Monday, August 16, 2010

Meh and you too.

The request was to expand on the 5 big W questions + 1: what, who, where, when, why and how.

So I'll start with a secret: this is the seed of all writing. So I could write something for this topic over and over and write something different each time.

1. What

"What do I do now?" I've been struggling a lot with this question about what do I want to do. I've been through this once before, and that's how I ended up doing science.

So I think I've covered heart and head. What's next? Gut feeling?

I feel like doing science for so long has had two contrasting effects on me:

1) It made me braver, and made me realize courage is not really an area where I'm lacking
2) It put me relatively out of touch with my own gut feelings.

The thing about science is that you're taught not to be superstitious, that hunches don't count unless you can explain them with data, and that you should often ignore your gut feeling, especially if your gut is telling you to run away from public speaking or doing animal work.

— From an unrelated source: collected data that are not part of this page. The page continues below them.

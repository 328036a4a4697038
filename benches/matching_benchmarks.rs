//! Performance benchmarks for the matchmaking core
//!
//! Measure the pure hot paths (split scoring, rating updates) and a full
//! matcher tick over the in-memory store at different queue depths.

use criterion::{black_box, criterion_group, criterion_main, BenchmarkId, Criterion};
use std::sync::Arc;
use std::time::Duration;
use tokio::runtime::Runtime;

use matchpool::prelude::*;

fn bench_split_planning(c: &mut Criterion) {
    let planner = SplitPlanner::new(0.1);
    let four: Vec<Candidate> = (0..4)
        .map(|i| Candidate {
            player_id: format!("p{i}"),
            mu: 20.0 + i as f64 * 3.0,
            sigma: 8.333,
        })
        .collect();

    c.bench_function("split_plan_four_players", |b| {
        b.iter(|| black_box(planner.plan(black_box(&four))))
    });
}

fn bench_rating_update(c: &mut Criterion) {
    let env = TrueSkill::default();
    let team_a = vec![Rating::new(27.0, 6.0), Rating::new(23.0, 7.5)];
    let team_b = vec![Rating::new(25.0, 8.0), Rating::new(26.0, 4.0)];

    c.bench_function("trueskill_two_team_update", |b| {
        b.iter(|| black_box(env.rate_two_teams(black_box(&team_a), black_box(&team_b))))
    });
}

fn bench_tick_scaling(c: &mut Criterion) {
    let rt = Runtime::new().unwrap();
    let mut group = c.benchmark_group("tick_scaling");

    for size in [16, 64, 256].iter() {
        group.bench_with_input(BenchmarkId::from_parameter(size), size, |b, &size| {
            b.iter_custom(|iters| {
                rt.block_on(async {
                    let start = std::time::Instant::now();

                    for _ in 0..iters {
                        let store: Arc<dyn MatchStore> = Arc::new(MemoryStore::new());
                        for i in 0..size {
                            let id = format!("p{i}");
                            store
                                .create_player(&Player {
                                    player_id: id.clone(),
                                    username: id.clone(),
                                    region: Region::EUW,
                                    mu: 20.0 + (i % 10) as f64,
                                    sigma: 8.333,
                                    last_active: Utc::now(),
                                })
                                .await
                                .unwrap();
                            store.enqueue(&id, None).await.unwrap();
                        }

                        let runner = MatcherRunner::new(
                            store,
                            vec![Region::EUW],
                            0.1,
                            Duration::from_millis(200),
                        );
                        black_box(runner.run_tick().await);
                    }

                    start.elapsed()
                })
            })
        });
    }

    group.finish();
}

criterion_group!(
    benches,
    bench_split_planning,
    bench_rating_update,
    bench_tick_scaling
);
criterion_main!(benches);
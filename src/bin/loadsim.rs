//! Load-simulation client: drives the whole matchmaking loop through the
//! public HTTP surface. Registers a fleet of players, keeps them enqueued,
//! and reports random winners until everyone has played their share.

use std::collections::{HashMap, HashSet};
use std::env;
use std::time::{Duration, Instant};

use rand::seq::SliceRandom;
use reqwest::Client;
use serde::Deserialize;
use tracing::{info, warn};
use tracing_subscriber::{fmt, prelude::*, EnvFilter};
use uuid::Uuid;

use matchpool::{MatchRecord, Region, Team};

#[derive(Debug, Deserialize)]
struct RegisterResp {
    player_id: String,
    access_token: String,
}

struct Sim {
    client: Client,
    api_url: String,
    api_key: String,
}

impl Sim {
    async fn register(&self, username: &str, region: Region) -> reqwest::Result<RegisterResp> {
        self.client
            .post(format!("{}/players/register", self.api_url))
            .header("x-idempotency-key", Uuid::new_v4().to_string())
            .json(&serde_json::json!({ "username": username, "region": region }))
            .send()
            .await?
            .error_for_status()?
            .json()
            .await
    }

    async fn enqueue(&self, player_id: &str, token: &str) {
        let sent = self
            .client
            .post(format!("{}/matchmaking/queue", self.api_url))
            .header("x-api-key", &self.api_key)
            .bearer_auth(token)
            .json(&serde_json::json!({ "player_id": player_id }))
            .send()
            .await;
        if let Err(err) = sent {
            warn!(%err, player_id, "enqueue failed");
        }
    }

    async fn latest_matches(&self) -> reqwest::Result<Vec<MatchRecord>> {
        self.client
            .get(format!("{}/matchmaking/matches/latest?limit=50", self.api_url))
            .send()
            .await?
            .error_for_status()?
            .json()
            .await
    }

    async fn report(&self, match_id: Uuid, winner: Team) {
        let sent = self
            .client
            .post(format!(
                "{}/matchmaking/match/{}/result",
                self.api_url, match_id
            ))
            .header("x-api-key", &self.api_key)
            .json(&serde_json::json!({ "winner_team": winner }))
            .send()
            .await;
        if let Err(err) = sent {
            warn!(%err, %match_id, "result report failed");
        }
    }
}

#[tokio::main]
async fn main() -> Result<(), Box<dyn std::error::Error>> {
    tracing_subscriber::registry()
        .with(fmt::layer())
        .with(
            EnvFilter::builder()
                .with_default_directive(tracing::level_filters::LevelFilter::INFO.into())
                .from_env_lossy(),
        )
        .init();

    let n_players: usize = env::var("LOADSIM_PLAYERS")
        .ok()
        .and_then(|v| v.parse().ok())
        .unwrap_or(64);
    let games_per_player: u32 = env::var("LOADSIM_GAMES")
        .ok()
        .and_then(|v| v.parse().ok())
        .unwrap_or(3);

    let sim = Sim {
        client: Client::builder().timeout(Duration::from_secs(5)).build()?,
        api_url: env::var("API_URL").unwrap_or_else(|_| "http://localhost:8080".to_string()),
        api_key: env::var("API_KEY").unwrap_or_else(|_| "dev".to_string()),
    };

    // Register the fleet, spread across every region.
    let mut tokens: HashMap<String, String> = HashMap::new();
    let mut games: HashMap<String, u32> = HashMap::new();
    for i in 0..n_players {
        let region = {
            let mut rng = rand::thread_rng();
            *Region::ALL.choose(&mut rng).expect("regions are non-empty")
        };
        let username = format!("user{i}_{region}");
        match sim.register(&username, region).await {
            Ok(resp) => {
                games.insert(resp.player_id.clone(), 0);
                tokens.insert(resp.player_id, resp.access_token);
            }
            Err(err) => warn!(%err, %username, "registration failed"),
        }
    }
    info!(registered = tokens.len(), "fleet ready");

    for (player_id, token) in &tokens {
        sim.enqueue(player_id, token).await;
    }

    let total_needed = tokens.len() as u64 * games_per_player as u64;
    let mut completed: u64 = 0;
    let mut seen: HashSet<Uuid> = HashSet::new();
    let mut last_sweep = Instant::now();
    let mut last_print = Instant::now();

    while completed < total_needed {
        match sim.latest_matches().await {
            Ok(matches) => {
                for record in matches {
                    if !seen.insert(record.match_id) {
                        continue;
                    }
                    let winner = {
                        let mut rng = rand::thread_rng();
                        *[Team::A, Team::B].choose(&mut rng).expect("two teams")
                    };
                    sim.report(record.match_id, winner).await;

                    for player_id in record.roster.player_ids() {
                        let Some(count) = games.get_mut(&player_id) else {
                            continue;
                        };
                        if *count < games_per_player {
                            *count += 1;
                            completed += 1;
                            if *count < games_per_player {
                                sim.enqueue(&player_id, &tokens[&player_id]).await;
                            }
                        }
                    }
                }
            }
            Err(err) => warn!(%err, "polling latest matches failed"),
        }

        // Players can fall out of rotation (lost reports, restarts); sweep
        // them back into the queue now and then.
        if last_sweep.elapsed() >= Duration::from_secs(10) {
            for (player_id, count) in &games {
                if *count < games_per_player {
                    sim.enqueue(player_id, &tokens[player_id]).await;
                }
            }
            last_sweep = Instant::now();
        }

        if last_print.elapsed() >= Duration::from_secs(1) {
            let done_players = games.values().filter(|&&c| c >= games_per_player).count();
            info!(
                games = completed,
                total = total_needed,
                players_done = done_players,
                matches_seen = seen.len(),
                "progress"
            );
            last_print = Instant::now();
        }

        tokio::time::sleep(Duration::from_millis(300)).await;
    }

    info!("simulation finished");
    Ok(())
}
use async_trait::async_trait;
use axum::extract::FromRequestParts;
use axum::http::request::Parts;
use chrono::{Duration, Utc};
use jsonwebtoken::{DecodingKey, EncodingKey, Header, Validation};
use serde::{Deserialize, Serialize};

use super::{ApiError, AppState};
use crate::error::{MatchPoolError, Result};

/// Secrets and knobs for the façade's two auth mechanisms.
#[derive(Debug, Clone)]
pub struct AuthConfig {
    pub api_key: String,
    pub jwt_secret: String,
    pub access_ttl_min: i64,
}

/// Claims carried by an issued access token.
#[derive(Debug, Serialize, Deserialize)]
pub struct Claims {
    pub sub: String,
    pub roles: Vec<String>,
    pub iat: i64,
    pub exp: i64,
}

/// Issue an HS256 bearer token for a player.
pub fn create_access_token(config: &AuthConfig, sub: &str) -> Result<String> {
    let now = Utc::now();
    let claims = Claims {
        sub: sub.to_string(),
        roles: vec!["player".to_string()],
        iat: now.timestamp(),
        exp: (now + Duration::minutes(config.access_ttl_min)).timestamp(),
    };
    jsonwebtoken::encode(
        &Header::default(),
        &claims,
        &EncodingKey::from_secret(config.jwt_secret.as_bytes()),
    )
    .map_err(|err| MatchPoolError::Auth(err.to_string()))
}

/// Validate a bearer token and return its claims.
pub fn decode_access_token(config: &AuthConfig, token: &str) -> Result<Claims> {
    jsonwebtoken::decode::<Claims>(
        token,
        &DecodingKey::from_secret(config.jwt_secret.as_bytes()),
        &Validation::default(),
    )
    .map(|data| data.claims)
    .map_err(|err| MatchPoolError::Auth(err.to_string()))
}

/// Extractor guarding mutating endpoints: the `x-api-key` header must match
/// the configured key.
pub struct ApiKey;

#[async_trait]
impl FromRequestParts<AppState> for ApiKey {
    type Rejection = ApiError;

    async fn from_request_parts(
        parts: &mut Parts,
        state: &AppState,
    ) -> std::result::Result<Self, Self::Rejection> {
        let provided = parts
            .headers
            .get("x-api-key")
            .and_then(|value| value.to_str().ok());

        if provided == Some(state.auth.api_key.as_str()) {
            Ok(ApiKey)
        } else {
            Err(ApiError::unauthorized("invalid api key"))
        }
    }
}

Truthfully, I think my best weapons in science were my gut feelings. But I was told to ignore them, that I was being paranoid about the people I worked with (who were every bit as crazy and back-stabbing as I feared), and that I was making logical leaps (all of which turned out to be right once I had the evidence to demonstrate my hunches were good).

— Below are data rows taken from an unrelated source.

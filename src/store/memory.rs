use std::collections::HashMap;

use async_trait::async_trait;
use chrono::Utc;
use serde_json::Value;
use tokio::sync::Mutex;
use uuid::Uuid;

use super::traits::MatchStore;
use crate::error::{MatchPoolError, Result};
use crate::matcher::split::{Candidate, MATCH_SIZE};
use crate::matcher::SplitPlanner;
use crate::model::{
    ApplyOutcome, DequeueOutcome, EnqueueReceipt, LeaderboardRow, MatchRecord, MatchStatus, Player,
    QueueEntry, QueueStatus, RegionDepth, ReportReceipt, ResultRecord, Team,
};
use crate::rating::{Rating, TrueSkill};
use crate::region::Region;

struct QueueSlot {
    entry: QueueEntry,
    /// Breaks `enqueued_at` ties so claim order stays deterministic.
    seq: u64,
}

#[derive(Default)]
struct Inner {
    players: HashMap<String, Player>,
    queue: HashMap<String, QueueSlot>,
    matches: HashMap<Uuid, MatchRecord>,
    results: HashMap<Uuid, ResultRecord>,
    next_seq: u64,
}

/// In-memory store (for development/testing).
///
/// A single lock plays the role of the database's transactions: every trait
/// method runs to completion under it, which trivially gives the same
/// atomicity and serialization the Postgres store gets from row locks.
#[derive(Default)]
pub struct MemoryStore {
    inner: Mutex<Inner>,
}

impl MemoryStore {
    pub fn new() -> Self {
        Self::default()
    }
}

impl Inner {
    fn claim_four(&mut self, region: Region) -> Option<Vec<Candidate>> {
        let mut slots: Vec<(&String, &QueueSlot)> = self
            .queue
            .iter()
            .filter(|(_, slot)| slot.entry.region == region)
            .collect();
        if slots.len() < MATCH_SIZE {
            return None;
        }
        slots.sort_by(|(_, a), (_, b)| {
            a.entry
                .enqueued_at
                .cmp(&b.entry.enqueued_at)
                .then(a.seq.cmp(&b.seq))
        });

        let ids: Vec<String> = slots[..MATCH_SIZE]
            .iter()
            .map(|(id, _)| (*id).clone())
            .collect();
        let four = ids
            .iter()
            .map(|id| {
                let slot = self.queue.remove(id).expect("claimed entry exists");
                Candidate {
                    player_id: slot.entry.player_id,
                    mu: slot.entry.mu,
                    sigma: slot.entry.sigma,
                }
            })
            .collect();
        Some(four)
    }
}

#[async_trait]
impl MatchStore for MemoryStore {
    async fn create_player(&self, player: &Player) -> Result<()> {
        let mut inner = self.inner.lock().await;
        inner
            .players
            .entry(player.player_id.clone())
            .or_insert_with(|| player.clone());
        Ok(())
    }

    async fn get_player(&self, player_id: &str) -> Result<Option<Player>> {
        let inner = self.inner.lock().await;
        Ok(inner.players.get(player_id).cloned())
    }

    async fn leaderboard(&self, limit: i64) -> Result<Vec<LeaderboardRow>> {
        let inner = self.inner.lock().await;
        let mut rows: Vec<LeaderboardRow> = inner
            .players
            .values()
            .map(|p| LeaderboardRow {
                username: p.username.clone(),
                mu: p.mu,
                sigma: p.sigma,
                conservative_rating: p.conservative_rating(),
            })
            .collect();
        rows.sort_by(|a, b| {
            b.conservative_rating
                .partial_cmp(&a.conservative_rating)
                .unwrap_or(std::cmp::Ordering::Equal)
        });
        rows.truncate(limit.max(0) as usize);
        Ok(rows)
    }

    async fn enqueue(
        &self,
        player_id: &str,
        constraints: Option<Value>,
    ) -> Result<EnqueueReceipt> {
        let mut inner = self.inner.lock().await;
        let player = inner
            .players
            .get(player_id)
            .ok_or_else(|| MatchPoolError::PlayerNotFound(player_id.to_string()))?;

        let entry = QueueEntry {
            player_id: player_id.to_string(),
            enqueued_at: Utc::now(),
            region: player.region,
            mu: player.mu,
            sigma: player.sigma,
            constraints,
        };
        let region = entry.region;
        let seq = inner.next_seq;
        inner.next_seq += 1;
        inner
            .queue
            .insert(player_id.to_string(), QueueSlot { entry, seq });

        Ok(EnqueueReceipt::new(player_id.to_string(), region))
    }

    async fn dequeue(&self, player_id: &str) -> Result<DequeueOutcome> {
        let mut inner = self.inner.lock().await;
        Ok(if inner.queue.remove(player_id).is_some() {
            DequeueOutcome::Dequeued {
                player_id: player_id.to_string(),
            }
        } else {
            DequeueOutcome::NotFound {
                player_id: player_id.to_string(),
            }
        })
    }

    async fn queue_status(&self, player_id: &str) -> Result<QueueStatus> {
        let inner = self.inner.lock().await;
        Ok(match inner.queue.get(player_id) {
            None => QueueStatus::absent(player_id.to_string()),
            Some(slot) => QueueStatus {
                player_id: player_id.to_string(),
                enqueued: true,
                region: Some(slot.entry.region),
                enqueued_at: Some(slot.entry.enqueued_at),
            },
        })
    }

    async fn queue_depths(&self) -> Result<Vec<RegionDepth>> {
        let inner = self.inner.lock().await;
        let mut counts: HashMap<Region, i64> = HashMap::new();
        for slot in inner.queue.values() {
            *counts.entry(slot.entry.region).or_default() += 1;
        }
        Ok(Region::ALL
            .iter()
            .filter_map(|region| {
                counts.get(region).map(|&depth| RegionDepth {
                    region: *region,
                    depth,
                })
            })
            .collect())
    }

    async fn drain_region(
        &self,
        region: Region,
        planner: &SplitPlanner,
    ) -> Result<Vec<MatchRecord>> {
        let mut inner = self.inner.lock().await;
        let mut formed = Vec::new();

        while let Some(four) = inner.claim_four(region) {
            let plan = planner.plan(&four);
            let record = MatchRecord {
                match_id: Uuid::new_v4(),
                roster: plan.roster,
                region,
                quality: plan.quality,
                status: MatchStatus::Pending,
                created_at: Utc::now(),
            };
            inner.matches.insert(record.match_id, record.clone());
            formed.push(record);
        }

        Ok(formed)
    }

    async fn get_match(&self, match_id: Uuid) -> Result<Option<MatchRecord>> {
        let inner = self.inner.lock().await;
        Ok(inner.matches.get(&match_id).cloned())
    }

    async fn latest_matches(&self, limit: i64) -> Result<Vec<MatchRecord>> {
        let inner = self.inner.lock().await;
        let mut all: Vec<MatchRecord> = inner.matches.values().cloned().collect();
        all.sort_by(|a, b| b.created_at.cmp(&a.created_at));
        all.truncate(limit.max(0) as usize);
        Ok(all)
    }

    async fn record_report(&self, match_id: Uuid, winner_team: Team) -> Result<ReportReceipt> {
        let mut inner = self.inner.lock().await;
        if !inner.matches.contains_key(&match_id) {
            return Err(MatchPoolError::MatchNotFound(match_id));
        }

        inner.results.entry(match_id).or_insert_with(|| ResultRecord {
            match_id,
            winner_team,
            reported_at: Utc::now(),
        });

        let record = inner.matches.get_mut(&match_id).expect("checked above");
        if record.status == MatchStatus::Pending {
            record.status = MatchStatus::Reporting;
        }

        Ok(ReportReceipt::queued(match_id, winner_team))
    }

    async fn get_result(&self, match_id: Uuid) -> Result<Option<ResultRecord>> {
        let inner = self.inner.lock().await;
        Ok(inner.results.get(&match_id).cloned())
    }

    async fn apply_result(
        &self,
        match_id: Uuid,
        winner_team: Team,
        env: &TrueSkill,
    ) -> Result<ApplyOutcome> {
        let mut inner = self.inner.lock().await;

        let Some(record) = inner.matches.get(&match_id).cloned() else {
            return Ok(ApplyOutcome::NoMatch { match_id });
        };
        if record.status == MatchStatus::Finished {
            return Ok(ApplyOutcome::AlreadyFinished { match_id });
        }

        let live = |inner: &Inner, team: Team| -> Result<Vec<Rating>> {
            record
                .roster
                .team(team)
                .iter()
                .map(|m| {
                    inner
                        .players
                        .get(&m.player_id)
                        .map(|p| Rating::new(p.mu, p.sigma))
                        .ok_or_else(|| MatchPoolError::PlayerNotFound(m.player_id.clone()))
                })
                .collect()
        };

        let (winner_members, loser_members) = match winner_team {
            Team::A => (record.roster.team(Team::A), record.roster.team(Team::B)),
            Team::B => (record.roster.team(Team::B), record.roster.team(Team::A)),
        };
        let winner_ratings = live(&inner, winner_team)?;
        let loser_ratings = match winner_team {
            Team::A => live(&inner, Team::B)?,
            Team::B => live(&inner, Team::A)?,
        };

        let (new_winners, new_losers) = env.rate_two_teams(&winner_ratings, &loser_ratings);
        let now = Utc::now();

        let updates: Vec<(String, Rating)> = winner_members
            .iter()
            .zip(&new_winners)
            .chain(loser_members.iter().zip(&new_losers))
            .map(|(m, r)| (m.player_id.clone(), *r))
            .collect();
        for (player_id, rating) in updates {
            let player = inner
                .players
                .get_mut(&player_id)
                .ok_or_else(|| MatchPoolError::PlayerNotFound(player_id.clone()))?;
            player.mu = rating.mu;
            player.sigma = rating.sigma;
            player.last_active = now;
        }

        if let Some(record) = inner.matches.get_mut(&match_id) {
            record.status = MatchStatus::Finished;
        }
        inner.results.entry(match_id).or_insert_with(|| ResultRecord {
            match_id,
            winner_team,
            reported_at: now,
        });

        Ok(ApplyOutcome::Applied {
            match_id,
            winner_team,
        })
    }
}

And I wouldn't have done science at all if I had listened to my gut feelings way back when I interviewed for graduate schools.

Regardless, my goal now is to spend a lot of quality time focusing on my gut feelings.

2. Who

"Who is going to help me?"

At this point I'm not sure if anyone can help me figure out what I want to do, but once I figure that out, I will probably need help to do it.

One thing I fucked up royally in my science "career" (according to the blamers) was not getting the right help from the right people. I realized too late that I needed help from different people, but I couldn't figure out

a) who were the people with both the interest and the power to help me, and
b) how to get them to be interested in helping me

Also, "Who are the people I want to work with?"

This is something I'm focused on right now. I really hated most of my coworkers for a long time in science, maybe because we weren't really coworkers at all, just competitors pretending to be polite. The whole system was set up so that there was never enough to go around, and we were basically trying to climb over each other to get to the good stuff: the money, the attention from our advisor, the jobs.

So I'm wondering who are the kinds of people I can work with? Would I be better off with more creative types? Should I just steer clear of male-dominated careers? Am I better off doing the kinds of things where everyone works independently but in parallel? Are there any careers anymore where there's plenty to go around? Or does this economy pretty much preclude that from happening at all?

3. Where

Also known as, "Will I have to relocate?"

I like where I am now. I am learning new things, slowly, and the pace is more or less up to me. But what if I decide the thing I most want to do in life is something I can only learn in a city far away? Am I going to make MrPhD go with me? Is there anything I want to do so badly that I'd make him quit a job he loves to follow me on a hunch about my next big thing?

4. When

Yes, when. When will I figure this out. When will I feel better. When will the bolt of lightning strike me down, or give me that aha! moment I could use right about now?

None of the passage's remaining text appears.